(Stored data entries)
***
//! Common error type used throughout mediasort.
//!
//! Every crate in the workspace funnels its failures into [`Error`], which
//! carries enough context for the HTTP layer to derive a status code via
//! [`Error::http_status`].

use std::fmt;

/// Common error type for mediasort.
#[derive(Debug, thiserror::Error)]
pub enum Error {
    /// The requested entity could not be found.
    #[error("{entity} not found: {id}")]
    NotFound {
        /// The kind of entity (e.g. "batch", "file").
        entity: String,
        /// The identifier that was looked up.
        id: String,
    },

    /// Access to the resource is not allowed (e.g. path outside the root).
    #[error("Forbidden: {0}")]
    Forbidden(String),

    /// Request data failed validation.
    #[error("Validation error: {0}")]
    Validation(String),

    /// The request conflicts with itself or with stored state.
    #[error("Conflict: {0}")]
    Conflict(String),

    /// A byte range could not be satisfied against the resource length.
    #[error("Range not satisfiable: {reason}")]
    RangeNotSatisfiable {
        /// Why the range was rejected.
        reason: String,
    },

    /// A database operation failed.
    #[error("Database error: {0}")]
    Database(String),

    /// An I/O operation failed.
    #[error("IO error: {0}")]
    Io(#[from] std::io::Error),

    /// An external tool (ffmpeg) could not be started or failed.
    #[error("Tool error [{tool}]: {message}")]
    Tool {
        /// Name of the tool that failed.
        tool: String,
        /// Human-readable error description.
        message: String,
    },

    /// A required configuration value is missing or invalid.
    #[error("Configuration error: {0}")]
    Configuration(String),

    /// An internal error occurred.
    #[error("Internal error: {0}")]
    Internal(String),
}

impl Error {
    /// Map this error to an appropriate HTTP status code.
    pub fn http_status(&self) -> u16 {
        match self {
            Error::NotFound { .. } => 404,
            Error::Forbidden(_) => 403,
            Error::Validation(_) => 400,
            Error::Conflict(_) => 409,
            Error::RangeNotSatisfiable { .. } => 416,
            Error::Database(_) => 500,
            Error::Io(_) => 500,
            Error::Tool { .. } => 502,
            Error::Configuration(_) => 500,
            Error::Internal(_) => 500,
        }
    }

    /// Short machine-readable code for API responses.
    pub fn code(&self) -> &'static str {
        match self {
            Error::NotFound { .. } => "not_found",
            Error::Forbidden(_) => "forbidden",
            Error::Validation(_) => "validation_error",
            Error::Conflict(_) => "conflict",
            Error::RangeNotSatisfiable { .. } => "range_not_satisfiable",
            Error::Database(_) => "database_error",
            Error::Io(_) => "io_error",
            Error::Tool { .. } => "tool_error",
            Error::Configuration(_) => "configuration_error",
            Error::Internal(_) => "internal_error",
        }
    }

    /// Create a new NotFound error.
    pub fn not_found(entity: impl Into<String>, id: impl fmt::Display) -> Self {
        Self::NotFound {
            entity: entity.into(),
            id: id.to_string(),
        }
    }

    /// Create a new Validation error.
    pub fn validation<S: Into<String>>(msg: S) -> Self {
        Self::Validation(msg.into())
    }

    /// Create a new Forbidden error.
    pub fn forbidden<S: Into<String>>(msg: S) -> Self {
        Self::Forbidden(msg.into())
    }

    /// Create a new RangeNotSatisfiable error.
    pub fn range<S: Into<String>>(reason: S) -> Self {
        Self::RangeNotSatisfiable {
            reason: reason.into(),
        }
    }

    /// Create a new Database error.
    pub fn database<S: Into<String>>(msg: S) -> Self {
        Self::Database(msg.into())
    }

    /// Create a new Tool error.
    pub fn tool(tool: impl Into<String>, message: impl Into<String>) -> Self {
        Self::Tool {
            tool: tool.into(),
            message: message.into(),
        }
    }

    /// Create a new Configuration error.
    pub fn configuration<S: Into<String>>(msg: S) -> Self {
        Self::Configuration(msg.into())
    }

    /// Create a new Internal error.
    pub fn internal<S: Into<String>>(msg: S) -> Self {
        Self::Internal(msg.into())
    }
}

/// Result type alias using the common Error type.
pub type Result<T> = std::result::Result<T, Error>;

#[cfg(test)]
mod tests {
    use super::*;

    #[test]
    fn test_error_display() {
        let err = Error::not_found("batch", "abc-123");
        assert_eq!(err.to_string(), "batch not found: abc-123");

        let err = Error::forbidden("outside root");
        assert_eq!(err.to_string(), "Forbidden: outside root");

        let err = Error::range("start after end");
        assert_eq!(err.to_string(), "Range not satisfiable: start after end");

        let err = Error::tool("ffmpeg", "spawn failed");
        assert_eq!(err.to_string(), "Tool error [ffmpeg]: spawn failed");

        let err = Error::configuration("library.input_path is required");
        assert_eq!(
            err.to_string(),
            "Configuration error: library.input_path is required"
        );
    }

    #[test]
    fn test_http_status_mapping() {
        assert_eq!(Error::not_found("batch", "x").http_status(), 404);
        assert_eq!(Error::forbidden("x").http_status(), 403);
        assert_eq!(Error::validation("x").http_status(), 400);
        assert_eq!(Error::Conflict("x".into()).http_status(), 409);
        assert_eq!(Error::range("x").http_status(), 416);
        assert_eq!(Error::database("x").http_status(), 500);
        assert_eq!(Error::tool("ffmpeg", "x").http_status(), 502);
        assert_eq!(Error::internal("x").http_status(), 500);
    }

    #[test]
    fn test_error_from_io() {
        let io_err = std::io::Error::new(std::io::ErrorKind::NotFound, "file not found");
        let err = Error::from(io_err);
        assert!(matches!(err, Error::Io(_)));
        assert_eq!(err.code(), "io_error");
    }
}
//! Mediasort-Naming: turns a sorted listing of pending files into
//! destination assignments.
//!
//! - [`model`]: the records exchanged with callers ([`FileInfo`],
//!   [`VideoEntry`], [`Assignment`], [`QueuedItem`])
//! - [`classify`]: guesses a file's output directory from its relative path
//! - [`order`]: canonical display ordering and drag reordering
//! - [`builder`]: filename and destination generation
//!
//! # Examples
//!
//! ```
//! use mediasort_naming::{build, FileInfo, VideoEntry};
//!
//! let entries = vec![
//!     VideoEntry::season(FileInfo::new("/p/Show/a.mkv", "a.mkv"), 1, 0),
//!     VideoEntry::season(FileInfo::new("/p/Show/b.mkv", "b.mkv"), 1, 1),
//! ];
//! let items = build("Show", &entries).unwrap();
//! assert_eq!(items[1].assignment.destination(), "Show/Season 01/Show - S01E02.mkv");
//! ```

pub mod builder;
pub mod classify;
pub mod model;
pub mod order;

pub use builder::{build, build_one, find_duplicate_destinations, BuiltAssignment};
pub use classify::{classify, default_entries};
pub use model::{Assignment, FileInfo, OutputDirectory, QueuedItem, VideoEntry};
pub use order::{group_key, move_entry, sort_entries};

/// Errors raised for entries that cannot be turned into an assignment.
#[derive(Debug, Clone, PartialEq, Eq, thiserror::Error)]
pub enum NamingError {
    #[error("series name must not be empty")]
    EmptySeries,

    #[error("invalid series name: {0}")]
    InvalidSeries(String),

    #[error("relative path escapes the series directory: {0}")]
    InvalidPath(String),

    #[error("invalid assignment: {0}")]
    InvalidAssignment(String),

    #[error("season entry for {path} has season number 0")]
    InvalidSeason { path: String },

    #[error("index {index} out of bounds for {len} entries")]
    IndexOutOfBounds { index: usize, len: usize },
}

pub type Result<T> = std::result::Result<T, NamingError>;
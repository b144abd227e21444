use crate::config::{self, Config};
use crate::publisher::SharedPublisher;
use crate::queue::BatchQueue;
use crate::state::AppState;
use crate::streaming::{self, Transcoder};
use anyhow::{Context, Result};
use axum::{
    extract::State,
    http::{header, Method, StatusCode},
    response::IntoResponse,
    routing::get,
    Json, Router,
};
use mediasort_db::pool::{init_pool, DbPool};
use std::net::SocketAddr;
use std::path::{Path, PathBuf};
use std::sync::Arc;
use tokio::signal;
use tower_http::{
    cors::{Any, CorsLayer},
    services::{ServeDir, ServeFile},
    trace::TraceLayer,
};

pub mod error;
pub mod routes_batches;
pub mod routes_series;
pub mod routes_sse;

/// Shared application context
#[derive(Clone)]
pub struct AppContext {
    pub config: Arc<Config>,
    /// Canonical pending-media root; every served path must stay inside it
    pub input_root: Arc<PathBuf>,
    pub state: Arc<AppState>,
    pub queue: BatchQueue,
    pub publisher: Arc<SharedPublisher>,
    pub transcoder: Arc<Transcoder>,
}

impl AppContext {
    pub fn new(config: Config, input_root: PathBuf, db_pool: DbPool) -> Self {
        let state = AppState::new();
        let publisher = Arc::new(SharedPublisher::from_config(config.publisher.clone()));
        Self::with_publisher(config, input_root, db_pool, state, publisher)
    }

    /// Context with an externally built publisher holder.
    pub fn with_publisher(
        config: Config,
        input_root: PathBuf,
        db_pool: DbPool,
        state: Arc<AppState>,
        publisher: Arc<SharedPublisher>,
    ) -> Self {
        let transcoder = Arc::new(Transcoder::new(&config.transcode));
        let queue = BatchQueue::new(db_pool, publisher.clone(), state.clone());

        Self {
            config: Arc::new(config),
            input_root: Arc::new(input_root),
            state,
            queue,
            publisher,
            transcoder,
        }
    }
}

/// Create the Axum router with all routes
pub fn create_router(ctx: AppContext, static_dir: Option<PathBuf>) -> Router {
    let cors = CorsLayer::new()
        .allow_origin(Any)
        .allow_methods([
            Method::GET,
            Method::POST,
            Method::PATCH,
            Method::DELETE,
        ])
        .allow_headers([header::CONTENT_TYPE, header::RANGE]);

    let mut app = Router::new()
        .route("/health", get(health_check))
        .nest("/api", api_routes())
        .nest("/api/stream", streaming::stream_router())
        .layer(cors)
        .layer(TraceLayer::new_for_http())
        .with_state(ctx);

    // SPA fallback: serves index.html for any route that doesn't match a file
    if let Some(dir) = static_dir {
        if dir.exists() {
            tracing::info!("Serving static files from {:?}", dir);
            let index_path = dir.join("index.html");
            app = app.fallback_service(
                ServeDir::new(&dir)
                    .append_index_html_on_directories(true)
                    .not_found_service(ServeFile::new(index_path)),
            );
        }
    }

    app
}

fn api_routes() -> Router<AppContext> {
    Router::new()
        .route("/health", get(health))
        .merge(routes_series::series_routes())
        .merge(routes_batches::batch_routes())
        .merge(routes_sse::sse_routes())
}

async fn health_check() -> impl IntoResponse {
    StatusCode::OK
}

async fn health(State(ctx): State<AppContext>) -> impl IntoResponse {
    let batches: serde_json::Value = match ctx.queue.counts().await {
        Ok(counts) => counts
            .into_iter()
            .map(|(status, count)| (status.to_string(), serde_json::Value::from(count)))
            .collect::<serde_json::Map<_, _>>()
            .into(),
        Err(e) => {
            tracing::warn!("Failed to count batches: {}", e);
            serde_json::Value::Null
        }
    };

    Json(serde_json::json!({
        "status": "healthy",
        "version": env!("CARGO_PKG_VERSION"),
        "publisher_ready": ctx.publisher.is_initialized(),
        "batches": batches,
        "events": ctx.state.get_stats(),
    }))
}

/// Start the HTTP server.
///
/// Fails fast when the input root is missing or the database cannot be
/// opened.
pub async fn start_server_with_options(config: Config, config_path: Option<&Path>) -> Result<()> {
    let addr: SocketAddr = format!("{}:{}", config.server.host, config.server.port)
        .parse()
        .context("Invalid server address")?;

    let input_root = config::require_input_root(&config)?;
    tracing::info!("Serving pending media from {}", input_root.display());

    let db_path = config::database_path(&config, config_path);
    tracing::info!("Initializing database at {}", db_path.display());
    let db_pool = init_pool(&db_path.to_string_lossy())
        .with_context(|| format!("Failed to open database: {:?}", db_path))?;

    let static_dir = config.server.static_dir.clone();
    let ctx = AppContext::new(config, input_root, db_pool);
    let publisher = ctx.publisher.clone();
    tracing::info!("Transcoder: {}", ctx.transcoder.ffmpeg().display());

    let app = create_router(ctx, static_dir);

    tracing::info!("Starting server on {}", addr);

    let listener = tokio::net::TcpListener::bind(addr).await?;

    axum::serve(listener, app)
        .with_graceful_shutdown(shutdown_signal())
        .await?;

    publisher.shutdown().await;
    tracing::info!("Server shutdown complete");
    Ok(())
}

async fn shutdown_signal() {
    let ctrl_c = async {
        match signal::ctrl_c().await {
            Ok(()) => {}
            Err(e) => {
                tracing::error!("Failed to install Ctrl+C handler: {}", e);
                std::future::pending::<()>().await;
            }
        }
    };

    #[cfg(unix)]
    let terminate = async {
        match signal::unix::signal(signal::unix::SignalKind::terminate()) {
            Ok(mut sig) => {
                sig.recv().await;
            }
            Err(e) => {
                tracing::error!("Failed to install SIGTERM handler: {}", e);
                std::future::pending::<()>().await;
            }
        }
    };

    #[cfg(not(unix))]
    let terminate = std::future::pending::<()>();

    tokio::select! {
        _ = ctrl_c => {},
        _ = terminate => {},
    }

    tracing::info!("Shutdown signal received");
}
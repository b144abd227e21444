//! Output-directory guess from a file's relative path.

use once_cell::sync::Lazy;
use regex::Regex;

use crate::model::{FileInfo, OutputDirectory, VideoEntry};
use crate::order::sort_entries;

static SEASON_PATTERN: Lazy<Regex> =
    Lazy::new(|| Regex::new(r"(?i)Season\s*(\d+)").expect("season regex should compile"));

/// Guess where a file belongs from its relative path.
///
/// Paths mentioning "special" are specials, then "extra" means extras
/// (both case-insensitive). Otherwise a `Season N` fragment picks the
/// season, defaulting to season 1. `Season 0` folders are treated as
/// specials.
///
/// Returns the output directory and the season number (1 for non-season
/// buckets).
pub fn classify(relative_path: &str) -> (OutputDirectory, u32) {
    let lower = relative_path.to_lowercase();
    if lower.contains("special") {
        return (OutputDirectory::Special, 1);
    }
    if lower.contains("extra") {
        return (OutputDirectory::Extra, 1);
    }

    let season = SEASON_PATTERN
        .captures(relative_path)
        .and_then(|caps| caps.get(1))
        .and_then(|m| m.as_str().parse::<u32>().ok());

    match season {
        Some(0) => (OutputDirectory::Special, 1),
        Some(n) => (OutputDirectory::Season, n),
        None => (OutputDirectory::Season, 1),
    }
}

/// Build the initial session entries for a listing: classify each file,
/// use its listing index as position, and return them in canonical order.
pub fn default_entries(files: Vec<FileInfo>) -> Vec<VideoEntry> {
    let mut entries: Vec<VideoEntry> = files
        .into_iter()
        .enumerate()
        .map(|(idx, file)| {
            let (output_directory, season_number) = classify(&file.relative_path);
            VideoEntry {
                file,
                episode_title: String::new(),
                output_directory,
                season_number,
                position: idx as u32,
            }
        })
        .collect();
    sort_entries(&mut entries);
    entries
}
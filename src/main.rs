mod cli;

use mediasort::{config, queue, scanner, server, streaming::Transcoder};
use mediasort_common::paths::{decode_path, encode_path, resolve_series_dir};
use mediasort_naming::{build, default_entries};

use anyhow::{Context, Result};
use clap::Parser;
use cli::{Cli, Commands};
use std::path::{Path, PathBuf};

async fn start_server(
    host: Option<String>,
    port: Option<u16>,
    input: Option<PathBuf>,
    config_path: Option<&Path>,
) -> Result<()> {
    let config_path = config_path
        .map(Path::to_path_buf)
        .or_else(config::find_default_config);
    let mut config = config::load_config_or_default(config_path.as_deref())?;

    // Override from CLI if specified
    if let Some(host) = host {
        config.server.host = host;
    }
    if let Some(port) = port {
        config.server.port = port;
    }
    if let Some(input) = input {
        config.library.input_path = Some(input);
    }

    tracing::info!("Starting mediasort server");
    tracing::info!(
        "Server will listen on {}:{}",
        config.server.host,
        config.server.port
    );

    server::start_server_with_options(config, config_path.as_deref()).await
}

fn main() -> Result<()> {
    let cli = Cli::parse();

    // Respect RUST_LOG env var if set, otherwise use defaults based on verbose flag
    let env_filter = std::env::var("RUST_LOG").unwrap_or_else(|_| {
        if cli.verbose {
            "mediasort=trace,mediasort_naming=debug,mediasort_db=debug,mediasort_common=debug,tower_http=debug".to_string()
        } else {
            "mediasort=info,mediasort_db=info,tower_http=info".to_string()
        }
    });

    tracing_subscriber::fmt()
        .with_env_filter(&env_filter)
        .init();

    match cli.command {
        Commands::Start { host, port, input } => {
            let rt = tokio::runtime::Runtime::new()?;
            rt.block_on(start_server(host, port, input, cli.config.as_deref()))
        }
        Commands::Series { input } => list_series(input, cli.config.as_deref()),
        Commands::Plan {
            series,
            name,
            input,
            json,
        } => plan_series(&series, name, input, cli.config.as_deref(), json),
        Commands::EncodePath { path } => {
            println!("{}", encode_path(&path));
            Ok(())
        }
        Commands::DecodePath { token } => {
            println!("{}", decode_path(&token)?);
            Ok(())
        }
        Commands::CheckTools => check_tools(cli.config.as_deref()),
        Commands::Validate { file } => {
            let path = file.or(cli.config);
            validate_config(path.as_deref())
        }
        Commands::Version => {
            println!("mediasort {}", env!("CARGO_PKG_VERSION"));
            Ok(())
        }
    }
}

fn input_root(input: Option<PathBuf>, config_path: Option<&Path>) -> Result<PathBuf> {
    let mut config = config::load_config_or_default(config_path)?;
    if let Some(input) = input {
        config.library.input_path = Some(input);
    }
    config::require_input_root(&config)
}

fn list_series(input: Option<PathBuf>, config_path: Option<&Path>) -> Result<()> {
    let root = input_root(input, config_path)?;
    let series = scanner::list_series(&root)?;

    if series.is_empty() {
        println!("No series found under {}", root.display());
        return Ok(());
    }

    for s in &series {
        println!("{:>5}  {}", s.count, s.name);
    }
    println!("\n{} series", series.len());
    Ok(())
}

fn plan_series(
    series_dir: &str,
    name: Option<String>,
    input: Option<PathBuf>,
    config_path: Option<&Path>,
    json: bool,
) -> Result<()> {
    let root = input_root(input, config_path)?;
    let dir = resolve_series_dir(&root, series_dir)?;
    let files = scanner::scan_series(&dir)?;
    let entries = default_entries(files);

    let series_name = name.unwrap_or_else(|| queue::default_series_name(series_dir));
    let items = build(&series_name, &entries)
        .with_context(|| format!("Failed to build assignments for {}", series_dir))?;

    if json {
        println!("{}", serde_json::to_string_pretty(&items)?);
        return Ok(());
    }

    for item in &items {
        println!("{}", item.assignment.source());
        println!("  -> {}", item.assignment.destination());
    }
    println!("\n{} files", items.len());
    Ok(())
}

fn check_tools(config_path: Option<&Path>) -> Result<()> {
    println!("Checking external tools...\n");

    let config = config::load_config_or_default(config_path)?;
    let transcoder = Transcoder::new(&config.transcode);
    let ffmpeg = transcoder.ffmpeg();

    let version = std::process::Command::new(ffmpeg)
        .arg("-version")
        .output()
        .ok()
        .filter(|out| out.status.success())
        .map(|out| String::from_utf8_lossy(&out.stdout).into_owned());

    match version {
        Some(version) => {
            println!(
                "✓ ffmpeg ({}) - {}",
                version.lines().next().unwrap_or(""),
                ffmpeg.display()
            );
            println!("\nAll required tools are available!");
        }
        None => {
            println!("✗ ffmpeg - {}", ffmpeg.display());
            println!("\nffmpeg is missing. MKV/AVI/WMV/FLV previews will fail to play.");
        }
    }

    Ok(())
}

fn validate_config(path: Option<&Path>) -> Result<()> {
    match path {
        Some(p) => {
            println!("Validating config: {:?}", p);
            let config = config::load_config(p)?;
            println!("✓ Configuration is valid");
            println!("  Server: {}:{}", config.server.host, config.server.port);
            match &config.library.input_path {
                Some(input) => println!("  Input path: {}", input.display()),
                None => println!("  Input path: (not set, required to serve)"),
            }
            println!(
                "  Database: {}",
                config::database_path(&config, Some(p)).display()
            );
            println!("  Publisher: {:?}", config.publisher.kind);
            if let Some(url) = &config.publisher.url {
                println!("    URL: {}", url);
            }
            println!(
                "  Transcode: {} {} crf {}",
                config.transcode.video_codec, config.transcode.preset, config.transcode.crf
            );
        }
        None => {
            println!("No config file specified, using defaults");
            let config = config::Config::default();
            println!("Default config:");
            println!("  Server: {}:{}", config.server.host, config.server.port);
        }
    }

    Ok(())
}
***
■ **Requirement**: Pull together all lines from the data that mention the word "library".

■ **Result**:
        let err = Error::configuration("library.input_path is required");
            "Configuration error: library.input_path is required"
        config.library.input_path = Some(input);
        config.library.input_path = Some(input);
            match &config.library.input_path {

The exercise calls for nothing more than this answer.